### Required work
Where a line holds the word "text", copy that line from the data below.

### Available data
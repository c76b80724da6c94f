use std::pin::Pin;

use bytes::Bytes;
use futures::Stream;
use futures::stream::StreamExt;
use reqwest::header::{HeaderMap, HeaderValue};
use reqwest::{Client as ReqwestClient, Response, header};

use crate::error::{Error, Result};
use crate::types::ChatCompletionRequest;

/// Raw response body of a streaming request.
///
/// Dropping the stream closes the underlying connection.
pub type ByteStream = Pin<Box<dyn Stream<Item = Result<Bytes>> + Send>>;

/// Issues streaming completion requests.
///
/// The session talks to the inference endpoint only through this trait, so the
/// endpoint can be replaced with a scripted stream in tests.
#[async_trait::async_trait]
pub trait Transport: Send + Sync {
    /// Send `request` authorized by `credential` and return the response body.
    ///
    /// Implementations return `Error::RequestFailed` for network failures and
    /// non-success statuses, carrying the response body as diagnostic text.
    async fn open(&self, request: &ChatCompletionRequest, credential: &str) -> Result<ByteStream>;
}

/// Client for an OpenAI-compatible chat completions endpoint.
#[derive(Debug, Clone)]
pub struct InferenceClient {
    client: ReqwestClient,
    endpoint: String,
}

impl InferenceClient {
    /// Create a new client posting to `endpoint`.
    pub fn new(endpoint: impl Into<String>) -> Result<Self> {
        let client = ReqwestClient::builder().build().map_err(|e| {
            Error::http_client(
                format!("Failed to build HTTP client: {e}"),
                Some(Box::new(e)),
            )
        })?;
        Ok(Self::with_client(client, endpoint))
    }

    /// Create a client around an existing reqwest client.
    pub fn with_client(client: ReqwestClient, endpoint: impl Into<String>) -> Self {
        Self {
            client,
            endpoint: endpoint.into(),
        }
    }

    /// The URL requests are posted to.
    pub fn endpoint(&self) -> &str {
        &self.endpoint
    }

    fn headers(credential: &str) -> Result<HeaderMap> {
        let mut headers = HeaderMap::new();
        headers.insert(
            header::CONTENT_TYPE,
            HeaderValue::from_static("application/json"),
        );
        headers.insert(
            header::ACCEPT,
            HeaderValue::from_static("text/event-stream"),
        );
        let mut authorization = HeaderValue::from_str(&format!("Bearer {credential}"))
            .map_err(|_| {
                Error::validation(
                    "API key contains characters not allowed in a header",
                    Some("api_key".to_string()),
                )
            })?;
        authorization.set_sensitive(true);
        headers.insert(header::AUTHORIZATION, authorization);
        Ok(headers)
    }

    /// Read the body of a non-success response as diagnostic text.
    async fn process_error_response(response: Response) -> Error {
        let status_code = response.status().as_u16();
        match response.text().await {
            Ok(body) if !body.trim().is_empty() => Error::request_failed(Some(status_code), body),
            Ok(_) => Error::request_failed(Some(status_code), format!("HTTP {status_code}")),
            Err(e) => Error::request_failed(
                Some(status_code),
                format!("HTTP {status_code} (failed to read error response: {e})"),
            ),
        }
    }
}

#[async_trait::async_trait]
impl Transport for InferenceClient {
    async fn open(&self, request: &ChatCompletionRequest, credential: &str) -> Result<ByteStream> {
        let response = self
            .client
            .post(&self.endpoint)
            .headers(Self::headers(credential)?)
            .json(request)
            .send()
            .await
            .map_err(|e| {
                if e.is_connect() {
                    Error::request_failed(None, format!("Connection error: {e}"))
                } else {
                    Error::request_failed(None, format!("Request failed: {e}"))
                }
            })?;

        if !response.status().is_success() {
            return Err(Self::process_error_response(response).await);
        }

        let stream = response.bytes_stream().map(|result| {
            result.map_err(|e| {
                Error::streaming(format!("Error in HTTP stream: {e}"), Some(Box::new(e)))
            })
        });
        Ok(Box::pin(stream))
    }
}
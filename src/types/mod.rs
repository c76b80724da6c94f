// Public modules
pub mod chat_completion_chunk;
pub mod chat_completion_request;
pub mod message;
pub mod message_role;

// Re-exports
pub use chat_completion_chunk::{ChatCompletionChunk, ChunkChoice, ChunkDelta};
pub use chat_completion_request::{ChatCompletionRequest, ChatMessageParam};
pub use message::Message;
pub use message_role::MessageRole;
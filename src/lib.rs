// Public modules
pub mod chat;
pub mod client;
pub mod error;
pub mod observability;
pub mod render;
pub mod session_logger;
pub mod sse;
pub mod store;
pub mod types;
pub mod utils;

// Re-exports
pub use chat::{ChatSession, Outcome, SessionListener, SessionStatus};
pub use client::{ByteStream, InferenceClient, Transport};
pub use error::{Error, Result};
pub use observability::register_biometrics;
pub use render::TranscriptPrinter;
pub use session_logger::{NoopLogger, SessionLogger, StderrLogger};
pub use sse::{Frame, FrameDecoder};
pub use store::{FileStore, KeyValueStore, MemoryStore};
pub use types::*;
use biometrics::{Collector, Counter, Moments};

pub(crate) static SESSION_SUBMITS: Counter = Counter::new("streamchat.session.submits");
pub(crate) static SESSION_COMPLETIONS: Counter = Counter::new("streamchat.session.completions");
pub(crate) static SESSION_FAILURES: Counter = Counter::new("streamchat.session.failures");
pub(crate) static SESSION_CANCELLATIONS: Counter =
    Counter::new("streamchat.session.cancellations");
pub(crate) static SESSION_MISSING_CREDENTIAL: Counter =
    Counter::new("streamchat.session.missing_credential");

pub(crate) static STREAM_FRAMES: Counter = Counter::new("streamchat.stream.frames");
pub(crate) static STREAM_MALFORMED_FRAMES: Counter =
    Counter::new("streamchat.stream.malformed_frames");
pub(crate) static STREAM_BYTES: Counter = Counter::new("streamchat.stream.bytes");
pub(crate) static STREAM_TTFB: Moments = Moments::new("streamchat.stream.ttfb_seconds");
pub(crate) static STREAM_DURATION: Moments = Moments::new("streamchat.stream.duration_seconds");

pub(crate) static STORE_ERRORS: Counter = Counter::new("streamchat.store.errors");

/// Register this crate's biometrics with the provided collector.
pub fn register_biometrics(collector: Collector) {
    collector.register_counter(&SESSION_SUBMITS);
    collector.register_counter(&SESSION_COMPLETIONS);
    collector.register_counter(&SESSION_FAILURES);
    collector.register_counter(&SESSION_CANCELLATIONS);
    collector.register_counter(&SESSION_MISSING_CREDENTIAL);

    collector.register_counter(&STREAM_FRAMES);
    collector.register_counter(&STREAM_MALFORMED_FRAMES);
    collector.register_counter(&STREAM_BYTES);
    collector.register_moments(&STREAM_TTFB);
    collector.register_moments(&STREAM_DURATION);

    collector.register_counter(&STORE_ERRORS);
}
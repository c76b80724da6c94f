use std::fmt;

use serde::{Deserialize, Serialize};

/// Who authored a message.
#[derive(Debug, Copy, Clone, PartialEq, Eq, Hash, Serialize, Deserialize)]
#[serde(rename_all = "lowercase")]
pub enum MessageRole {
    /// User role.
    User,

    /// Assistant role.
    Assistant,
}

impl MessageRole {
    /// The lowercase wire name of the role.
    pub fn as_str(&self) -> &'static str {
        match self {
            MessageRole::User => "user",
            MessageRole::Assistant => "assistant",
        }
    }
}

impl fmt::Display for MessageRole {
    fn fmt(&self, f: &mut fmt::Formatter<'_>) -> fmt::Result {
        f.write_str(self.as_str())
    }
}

### Solution for this exercise
    /// non-success statuses, carrying the response body as diagnostic text.
            HeaderValue::from_static("text/event-stream"),
    /// Read the body of a non-success response as diagnostic text.
        match response.text().await {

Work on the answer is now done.